- _Data excerpts_:
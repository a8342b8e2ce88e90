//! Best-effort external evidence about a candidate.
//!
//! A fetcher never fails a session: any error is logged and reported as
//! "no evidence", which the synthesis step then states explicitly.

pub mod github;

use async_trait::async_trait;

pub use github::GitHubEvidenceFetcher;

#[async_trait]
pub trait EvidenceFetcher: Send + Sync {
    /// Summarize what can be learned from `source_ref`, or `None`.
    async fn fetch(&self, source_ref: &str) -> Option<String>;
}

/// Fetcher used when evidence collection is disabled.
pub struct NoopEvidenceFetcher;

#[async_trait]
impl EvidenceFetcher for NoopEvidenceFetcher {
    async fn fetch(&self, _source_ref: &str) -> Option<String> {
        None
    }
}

- _Your instructions_: Using the records above, report each line that contains the word "github" by copying it.

- _Result_:
pub mod github;
pub use github::GitHubEvidenceFetcher;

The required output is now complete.